This is the second of a two-part conversation with Yong Zhao about standards, testing and other core elements of the modern system of education, and the assumptions that may be standing in the way of meeting the real learning needs of all children. He is a professor in the college of education at the University of Oregon and author of Who's Afraid of the Big Bad Dragon: Why China Has the Best (and Worst) Education System in the World and World Class Learners: Educating Creative and Entrepreneurial Students.
There is already a strong backlash against politicians and school administrators because of high-stakes standardized tests, and the way results are used to justify school closures. Some parents and educators have encouraged families to “opt out” of tests, such as those related to the Common Core State Standards, as a way to protest these practices and the effects they are having on children, families and communities. However, Yong Zhao, education professor at the University of Oregon, recommends that parents, educators and policymakers go a step further, and use the moment to re-examine the role of testing—and the issue of accountability—more broadly.
Tests are just one form of assessment, he points out, and limited in what they can accurately measure. Important qualities such as creativity, persistence and collaboration, for example, are tricky to measure, because they are individualized and situation- or task-specific (someone may collaborate well in one group setting but not in another). And no test can measure whether children are receiving “a quality learning experience that meets the needs of individual students.”
High-stakes tests concern Zhao the most, because he says they represent more than misspent time and money. He faults them for suppressing creativity and innovation, and creating narrowed educational experiences, because everything that is not measured becomes secondary or is dismissed entirely. Moreover, “constant ranking and sorting” creates stress and makes students less confident.

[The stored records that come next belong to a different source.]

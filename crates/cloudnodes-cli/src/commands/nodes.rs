//! Nodes command - Refresh once and print the node inventory

use std::path::PathBuf;

use anyhow::{Context, Result};
use clap::{Args, ValueEnum};
use cloudnodes_core::NodeSet;

use super::{create_source, print_info};
use crate::GlobalOptions;

/// Output format for the node inventory
#[derive(Debug, Clone, Copy, Default, PartialEq, Eq, ValueEnum)]
pub enum OutputFormat {
    /// One block per node
    #[default]
    Text,
    /// Pretty-printed JSON
    Json,
    /// YAML document
    Yaml,
}

/// Arguments for the nodes command
#[derive(Args, Debug)]
pub struct NodesArgs {
    /// Output format
    #[arg(long, short = 'f', value_enum, default_value_t = OutputFormat::Text)]
    format: OutputFormat,

    /// Serve resources from a JSON fixture file instead of the API
    #[arg(long, value_name = "FILE")]
    fixture: Option<PathBuf>,
}

/// Execute the nodes command
pub async fn execute(args: NodesArgs, global: GlobalOptions) -> Result<()> {
    let source = create_source(&global, args.fixture.as_deref())?;
    let nodes = source.nodes().await.context("Failed to build node inventory")?;

    println!("{}", render(&nodes, args.format)?);
    print_info(
        &format!(
            "{} nodes, refreshed at {}",
            nodes.len(),
            nodes.refreshed_at().to_rfc3339()
        ),
        global.quiet,
    );

    source.shutdown().await;
    Ok(())
}

/// Render a node set in the requested format.
pub fn render(nodes: &NodeSet, format: OutputFormat) -> Result<String> {
    match format {
        OutputFormat::Json => Ok(serde_json::to_string_pretty(nodes)?),
        OutputFormat::Yaml => Ok(serde_yaml::to_string(nodes)?),
        OutputFormat::Text => Ok(render_text(nodes)),
    }
}

fn render_text(nodes: &NodeSet) -> String {
    let mut out = String::new();
    for node in nodes.iter() {
        out.push_str(&node.name);
        out.push('\n');
        for (name, value) in &node.attributes {
            out.push_str(&format!("  {}: {}\n", name, value));
        }
        if !node.tags.is_empty() {
            let tags: Vec<&str> = node.tags.iter().map(String::as_str).collect();
            out.push_str(&format!("  tags: {}\n", tags.join(", ")));
        }
    }
    out.trim_end().to_string()
}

By contrast, feedback that avoids needless comparisons among students can be very useful, and doesn’t require much time or money. When it’s clear which skills and content need to be mastered (such as the ability to conjugate verbs in order to become proficient in a foreign language), low-stakes tests can help learners direct their attention to filling in the gaps in their knowledge. More helpful still are explicit written assessments that describe an individual’s progress. The key to good assessment, says Zhao, is to ask: “Whose purpose does this serve? Is the learner trying to get better using assessment, … rather than just using it to judge?”